I don't think that is a valid conclusion. The vast majority of Americans favours "lower government spending" but a similar vast majority do not want to see their own "welfare benefits" cut.
So asked whether they would favour a more "equal society" the answer (not surprisingly) would be "yes". The more interesting question, however, would be why so many of them (or their forebears) emigrated from a more egalitarian Eastern Europe with (I assume) lower Gini coefficients, to a country with a higher one?
"Would you like to see more equality in the world?" must be one of the most meaningless questions you could ask anybody anywhere. Probably right up there with "Are you in favour of World Peace?"
J
To digress:
While waiting for a plane in China last year I had an interesting time `speaking’ to a Chinese man who couldn’t speak English.
I asked him what the meaning was of a symbol I often saw.
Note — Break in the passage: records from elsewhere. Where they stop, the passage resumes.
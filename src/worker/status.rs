//! WorkerStatus (spec §3): the transient, per-worker snapshot returned by
//! `GetPrinterDetails`/`ListPrinters` (spec §6). Readers get an owned copy
//! produced under a short lock, matching the "shared mutable status structs
//! -> immutable snapshot" guidance in spec §9.

use std::time::SystemTime;

use parking_lot::RwLock;
use serde::Serialize;

#[derive(Debug, Clone, Copy, PartialEq, Eq, Serialize)]
#[serde(rename_all = "lowercase")]
pub enum WorkerState {
    Stopped,
    Initializing,
    Connecting,
    Running,
    Retrying,
    Paused,
}

impl WorkerState {
    pub fn as_str(&self) -> &'static str {
        match self {
            WorkerState::Stopped => "stopped",
            WorkerState::Initializing => "initializing",
            WorkerState::Connecting => "connecting",
            WorkerState::Running => "running",
            WorkerState::Retrying => "retrying",
            WorkerState::Paused => "paused",
        }
    }
}

#[derive(Debug, Clone, Default, Serialize)]
pub struct SshSubstatus {
    pub connected: bool,
    pub last_attempt_at_ms: Option<u128>,
    pub credentials_retrieved: bool,
}

#[derive(Debug, Clone, Default, Serialize)]
pub struct MqttSubstatus {
    pub connected: bool,
    pub last_attempt_at_ms: Option<u128>,
    pub model_code: Option<String>,
    pub camera_started: bool,
    pub printer_state: Option<String>,
}

#[derive(Debug, Clone, Default, Serialize)]
pub struct StreamSubstatus {
    pub connected: bool,
    pub decoded_frame_count: u64,
    pub current_width: Option<u32>,
    pub current_height: Option<u32>,
}

#[derive(Debug, Clone, Serialize)]
pub struct LedStatus {
    pub on: bool,
    pub brightness: Option<u32>,
}

#[derive(Debug, Clone, Serialize)]
pub struct WorkerStatus {
    pub name: String,
    pub state: WorkerState,
    pub is_paused: bool,
    pub last_error: Option<String>,
    pub last_error_at_ms: Option<u128>,
    pub last_seen_online_ms: Option<u128>,
    pub next_retry_at_ms: Option<u128>,
    pub ssh: SshSubstatus,
    pub mqtt: MqttSubstatus,
    pub stream: StreamSubstatus,
    pub led: Option<LedStatus>,
    pub current_fps: u32,
    pub client_count: usize,
}

impl WorkerStatus {
    pub fn initial(name: impl Into<String>) -> Self {
        Self {
            name: name.into(),
            state: WorkerState::Stopped,
            is_paused: false,
            last_error: None,
            last_error_at_ms: None,
            last_seen_online_ms: None,
            next_retry_at_ms: None,
            ssh: SshSubstatus::default(),
            mqtt: MqttSubstatus::default(),
            stream: StreamSubstatus::default(),
            led: None,
            current_fps: 0,
            client_count: 0,
        }
    }
}

pub fn now_millis() -> u128 {
    SystemTime::now().duration_since(SystemTime::UNIX_EPOCH).unwrap_or_default().as_millis()
}

/// A short-lock-guarded cell holding the latest `WorkerStatus` snapshot;
/// readers across tasks get an owned clone (spec §5 "worker status fields
/// read across tasks").
pub struct WorkerStatusCell(RwLock<WorkerStatus>);

impl WorkerStatusCell {
    pub fn new(initial: WorkerStatus) -> Self {
        Self(RwLock::new(initial))
    }

    pub fn get(&self) -> WorkerStatus {
        self.0.read().clone()
    }

    pub fn update(&self, f: impl FnOnce(&mut WorkerStatus)) {
        f(&mut self.0.write());
    }
}

#[cfg(test)]
mod tests {
    use super::*;

    #[test]
    fn initial_status_is_stopped() {
        let cell = WorkerStatusCell::new(WorkerStatus::initial("k1"));
        assert_eq!(cell.get().state, WorkerState::Stopped);
    }

    #[test]
    fn update_mutates_in_place() {
        let cell = WorkerStatusCell::new(WorkerStatus::initial("k1"));
        cell.update(|s| s.state = WorkerState::Running);
        assert_eq!(cell.get().state, WorkerState::Running);
    }
}
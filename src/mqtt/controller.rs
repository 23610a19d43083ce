//! MqttController (spec §4.3, component C3): connects to the printer's MQTT
//! broker, subscribes the device topic tree, correlates request/response
//! operations by request id, and raises ack-less observations (model code,
//! LED status, printer state, external camera stop) as [`DaemonEvent`]s.
//!
//! Connection and event-loop-pump shape is grounded on `rumqttc`'s standard
//! `AsyncClient`/`EventLoop` split (the crate itself, per kmay89-securaCV's
//! manifest); the pending-request correlation map keyed by request id and
//! resolved from the eventloop-pump task is the same structural pattern as
//! mpapierski-bambu-rs's `mqtt.rs`.

use std::collections::HashMap;
use std::sync::Arc;
use std::time::Duration;

use parking_lot::Mutex;
use rumqttc::{AsyncClient, Event, Incoming, MqttOptions, Packet, QoS};
use tokio::sync::oneshot;
use tokio::time::timeout;
use tracing::{debug, info, warn};

use crate::error::{MqttError, Result};
use crate::events::{DaemonEvent, EventBus};

use super::commands::{camera_command, led_command, parse_inbound, print_stop_command, CameraOp, InboundMessage, LedOp};
use super::topics::{ack_topic, command_topic, state_topic, wildcard_subscription};

const DEFAULT_REQUEST_TIMEOUT: Duration = Duration::from_secs(5);

struct PendingRequest {
    reply: oneshot::Sender<InboundMessage>,
}

pub struct MqttController {
    printer: String,
    device_id: Mutex<String>,
    model_code: Arc<Mutex<Option<String>>>,
    client: AsyncClient,
    connected: Mutex<bool>,
    pending: Arc<Mutex<HashMap<String, PendingRequest>>>,
    event_bus: Arc<EventBus>,
    last_known_camera_started: Mutex<bool>,
}

impl MqttController {
    pub async fn connect(
        printer: impl Into<String>,
        device_id: impl Into<String>,
        host: &str,
        port: u16,
        username: &str,
        password: &str,
        event_bus: Arc<EventBus>,
    ) -> Result<Self> {
        let printer = printer.into();
        let device_id = device_id.into();

        let mut options = MqttOptions::new(format!("acproxycam-{printer}"), host.to_string(), port);
        options.set_credentials(username.to_string(), password.to_string());
        options.set_keep_alive(Duration::from_secs(30));

        let (client, eventloop) = AsyncClient::new(options, 32);

        let pending: Arc<Mutex<HashMap<String, PendingRequest>>> = Arc::new(Mutex::new(HashMap::new()));
        let model_code: Arc<Mutex<Option<String>>> = Arc::new(Mutex::new(None));

        let controller = Self {
            printer: printer.clone(),
            device_id: Mutex::new(device_id.clone()),
            model_code: Arc::clone(&model_code),
            client,
            connected: Mutex::new(false),
            pending: Arc::clone(&pending),
            event_bus: Arc::clone(&event_bus),
            last_known_camera_started: Mutex::new(false),
        };

        spawn_eventloop_pump(eventloop, printer, device_id, pending, event_bus, model_code);

        Ok(controller)
    }

    pub async fn subscribe_all(&self) -> Result<()> {
        let topic = wildcard_subscription(&self.device_id.lock());
        self.client.subscribe(&topic, QoS::AtLeastOnce).await.map_err(|e| MqttError::Transport(e.to_string()))?;
        *self.connected.lock() = true;
        Ok(())
    }

    pub fn is_connected(&self) -> bool {
        *self.connected.lock()
    }

    pub async fn disconnect(&self) -> Result<()> {
        self.client.disconnect().await.map_err(|e| MqttError::Transport(e.to_string()))?;
        *self.connected.lock() = false;
        Ok(())
    }

    pub async fn wait_for_model_detection(&self, deadline: Duration) -> Result<String> {
        if let Some(code) = self.model_code.lock().clone() {
            return Ok(code);
        }
        let mut rx = self.event_bus.subscribe();
        let printer = self.printer.clone();
        let wait = async {
            loop {
                match rx.recv().await {
                    Ok(DaemonEvent::ModelCodeDetected { printer: p, model_code }) if p == printer => return model_code,
                    Ok(_) => continue,
                    Err(_) => continue,
                }
            }
        };
        timeout(deadline, wait).await.map_err(|_| MqttError::ModelDetectTimeout(deadline).into())
    }

    pub async fn try_start_camera(&self, model_code: &str) -> Result<()> {
        self.send_camera_command(CameraOp::Start, model_code).await
    }

    pub async fn try_stop_camera(&self, model_code: &str) -> Result<()> {
        self.send_camera_command(CameraOp::Stop, model_code).await
    }

    async fn send_camera_command(&self, op: CameraOp, model_code: &str) -> Result<()> {
        if !self.is_connected() {
            return Err(MqttError::NotConnected.into());
        }
        let device_id = self.device_id.lock().clone();
        let (request_id, payload) = camera_command(op, &device_id, model_code);
        self.await_correlated_reply(request_id, payload, DEFAULT_REQUEST_TIMEOUT).await?;
        *self.last_known_camera_started.lock() = matches!(op, CameraOp::Start);
        Ok(())
    }

    pub async fn query_led_status(&self) -> Result<(bool, Option<u32>)> {
        let device_id = self.device_id.lock().clone();
        let (request_id, payload) = led_command(LedOp::Get, &device_id, None, None);
        let reply = self.await_correlated_reply(request_id, payload, DEFAULT_REQUEST_TIMEOUT).await?;
        Ok((reply.led_on.unwrap_or(false), reply.led_brightness))
    }

    pub async fn set_led(&self, on: bool, brightness: Option<u32>) -> Result<()> {
        let device_id = self.device_id.lock().clone();
        let (request_id, payload) = led_command(LedOp::Set, &device_id, Some(on), brightness);
        self.await_correlated_reply(request_id, payload, DEFAULT_REQUEST_TIMEOUT).await?;
        Ok(())
    }

    pub async fn send_print_stop(&self) -> Result<()> {
        let device_id = self.device_id.lock().clone();
        let (request_id, payload) = print_stop_command(&device_id);
        self.await_correlated_reply(request_id, payload, DEFAULT_REQUEST_TIMEOUT).await?;
        Ok(())
    }

    async fn await_correlated_reply(&self, request_id: String, payload: String, request_timeout: Duration) -> Result<InboundMessage> {
        if self.pending.lock().contains_key(&request_id) {
            return Err(MqttError::RequestInFlight { key: request_id }.into());
        }
        let (tx, rx) = oneshot::channel();
        self.pending.lock().insert(request_id.clone(), PendingRequest { reply: tx });

        let device_id = self.device_id.lock().clone();
        let topic = command_topic(&device_id);
        if let Err(e) = self.client.publish(&topic, QoS::AtLeastOnce, false, payload.into_bytes()).await {
            self.pending.lock().remove(&request_id);
            return Err(MqttError::Transport(e.to_string()).into());
        }

        match timeout(request_timeout, rx).await {
            Ok(Ok(msg)) => Ok(msg),
            Ok(Err(_)) => {
                self.pending.lock().remove(&request_id);
                Err(MqttError::Transport("reply channel dropped".into()).into())
            }
            Err(_) => {
                self.pending.lock().remove(&request_id);
                Err(MqttError::RequestTimeout { key: request_id, timeout: request_timeout }.into())
            }
        }
    }
}

fn spawn_eventloop_pump(
    mut eventloop: rumqttc::EventLoop,
    printer: String,
    device_id: String,
    pending: Arc<Mutex<HashMap<String, PendingRequest>>>,
    event_bus: Arc<EventBus>,
    model_code_slot: Arc<Mutex<Option<String>>>,
) {
    tokio::spawn(async move {
        let mut camera_believed_started = false;
        loop {
            match eventloop.poll().await {
                Ok(Event::Incoming(Incoming::Publish(publish))) => {
                    let Some(msg) = parse_inbound(&publish.payload) else { continue };

                    if let Some(code) = msg.model_code.clone() {
                        *model_code_slot.lock() = Some(code.clone());
                        event_bus.publish(DaemonEvent::ModelCodeDetected { printer: printer.clone(), model_code: code });
                    }
                    if let Some(on) = msg.led_on {
                        event_bus.publish(DaemonEvent::LedStatusReceived { printer: printer.clone(), on, brightness: msg.led_brightness });
                    }
                    if let Some(state) = msg.printer_state.clone() {
                        event_bus.publish(DaemonEvent::PrinterStateReceived { printer: printer.clone(), state });
                    }
                    if let Some(state) = msg.camera_state.as_deref() {
                        if state == "stopped" && camera_believed_started {
                            camera_believed_started = false;
                            event_bus.publish(DaemonEvent::CameraStopDetected { printer: printer.clone() });
                        } else if state == "started" {
                            camera_believed_started = true;
                        }
                    }

                    if let Some(request_id) = msg.request_id.clone() {
                        if let Some(pending_request) = pending.lock().remove(&request_id) {
                            let _ = pending_request.reply.send(msg);
                        }
                    }
                }
                Ok(_) => {}
                Err(e) => {
                    warn!(printer = %printer, device_id = %device_id, error = %e, "mqtt eventloop error");
                    event_bus.publish(DaemonEvent::ComponentError {
                        printer: printer.clone(),
                        component: "mqtt".to_string(),
                        message: e.to_string(),
                    });
                    tokio::time::sleep(Duration::from_secs(1)).await;
                }
            }
        }
    });
}

#[cfg(test)]
mod tests {
    use super::super::commands::parse_inbound;

    #[test]
    fn external_stop_payload_is_recognized_by_shape() {
        let msg = parse_inbound(br#"{"camera_state":"stopped"}"#).unwrap();
        assert_eq!(msg.camera_state.as_deref(), Some("stopped"));
    }
}
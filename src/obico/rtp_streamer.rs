//! Janus-facing media streamer (spec §4.8): H.264 mode packetizes AVCC
//! packets into RFC 6184 RTP via [`crate::h264::RtpPacketizer`], prepending
//! SPS/PPS before every keyframe; MJPEG mode UDP-sends base64-chunked JPEG
//! frames at roughly 4ms between chunks.

use std::net::SocketAddr;
use std::time::Duration;

use base64::engine::general_purpose::STANDARD as BASE64;
use base64::Engine;
use rand::random;
use tokio::net::UdpSocket;
use tracing::warn;

use crate::error::{ObicoError, Result};
use crate::frame::{H264Packet, JpegFrame, ParameterSets};
use crate::h264::RtpPacketizer;

const MJPEG_CHUNK_SIZE: usize = 1200;
const MJPEG_INTER_CHUNK_DELAY: Duration = Duration::from_millis(4);
const H264_PAYLOAD_TYPE: u8 = 96;

pub struct H264RtpStreamer {
    socket: UdpSocket,
    target: SocketAddr,
    packetizer: RtpPacketizer,
    parameter_sets: Option<ParameterSets>,
}

impl H264RtpStreamer {
    pub async fn bind(target: SocketAddr) -> Result<Self> {
        let socket = UdpSocket::bind("0.0.0.0:0").await?;
        socket.connect(target).await?;
        Ok(Self { socket, target, packetizer: RtpPacketizer::new(random(), H264_PAYLOAD_TYPE), parameter_sets: None })
    }

    pub fn set_parameter_sets(&mut self, params: ParameterSets) {
        self.parameter_sets = Some(params);
    }

    pub async fn send_packet(&mut self, packet: &H264Packet) -> Result<()> {
        let mut nals = Vec::new();
        if packet.is_keyframe {
            if let Some(params) = &self.parameter_sets {
                nals.push(params.sps.clone());
                nals.push(params.pps.clone());
            }
        }
        nals.push(packet.data.to_vec());

        for rtp_packet in self.packetizer.packetize_frame(&nals, (packet.pts_90khz & 0xffff_ffff) as u32) {
            let bytes = marshal_rtp_packet(&rtp_packet);
            if let Err(e) = self.socket.send(&bytes).await {
                warn!(target = %self.target, error = %e, "janus rtp send failed");
            }
        }
        Ok(())
    }
}

/// Serializes an RTP packet per RFC 3550 §5.1. `rtp::packet::Packet` carries
/// no built-in serializer in the version pinned here, so the 12-byte fixed
/// header is written by hand (no CSRC list, no extension -- neither field
/// the packetizer ever sets).
fn marshal_rtp_packet(packet: &rtp::packet::Packet) -> Vec<u8> {
    let header = &packet.header;
    let mut bytes = Vec::with_capacity(12 + packet.payload.len());

    let byte0 = (header.version << 6) | ((header.padding as u8) << 5) | ((header.extension as u8) << 4) | header.csrc.len() as u8;
    bytes.push(byte0);

    let byte1 = ((header.marker as u8) << 7) | (header.payload_type & 0x7f);
    bytes.push(byte1);

    bytes.extend_from_slice(&header.sequence_number.to_be_bytes());
    bytes.extend_from_slice(&header.timestamp.to_be_bytes());
    bytes.extend_from_slice(&header.ssrc.to_be_bytes());
    for csrc in &header.csrc {
        bytes.extend_from_slice(&csrc.to_be_bytes());
    }
    bytes.extend_from_slice(&packet.payload);
    bytes
}

pub struct MjpegUdpStreamer {
    socket: UdpSocket,
    target: SocketAddr,
    frame_id: u32,
}

impl MjpegUdpStreamer {
    pub async fn bind(target: SocketAddr) -> Result<Self> {
        let socket = UdpSocket::bind("0.0.0.0:0").await?;
        socket.connect(target).await?;
        Ok(Self { socket, target, frame_id: 0 })
    }

    /// Base64-encodes `frame` and UDP-sends it in chunks, sleeping
    /// [`MJPEG_INTER_CHUNK_DELAY`] between sends so a single frame doesn't
    /// saturate the link.
    pub async fn send_frame(&mut self, frame: &JpegFrame) -> Result<()> {
        self.frame_id = self.frame_id.wrapping_add(1);
        let encoded = BASE64.encode(frame.data.as_ref());
        let chunks: Vec<&str> = encoded.as_bytes().chunks(MJPEG_CHUNK_SIZE).map(|c| std::str::from_utf8(c).unwrap_or_default()).collect();
        let total = chunks.len();

        for (i, chunk) in chunks.iter().enumerate() {
            let envelope = format!("{{\"id\":{},\"i\":{i},\"n\":{total},\"d\":\"{chunk}\"}}", self.frame_id);
            if let Err(e) = self.socket.send(envelope.as_bytes()).await {
                warn!(target = %self.target, error = %e, "janus mjpeg send failed");
                break;
            }
            if i + 1 != total {
                tokio::time::sleep(MJPEG_INTER_CHUNK_DELAY).await;
            }
        }
        Ok(())
    }
}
He said it was “Ma” and after much laughter and gestures I gathered it could mean a person or mother.
To demonstrate this to took me to introduce me to his mother and family. More gaiety. Then he put two people together and wrote the symbol for two people and a crowd of people.
Without speaking any English he taught me quite a few symbols and we were both delighted at my progress. We were disappointed when our flight was eventually called.
This site shows the fun way of remembering some Chinese symbols.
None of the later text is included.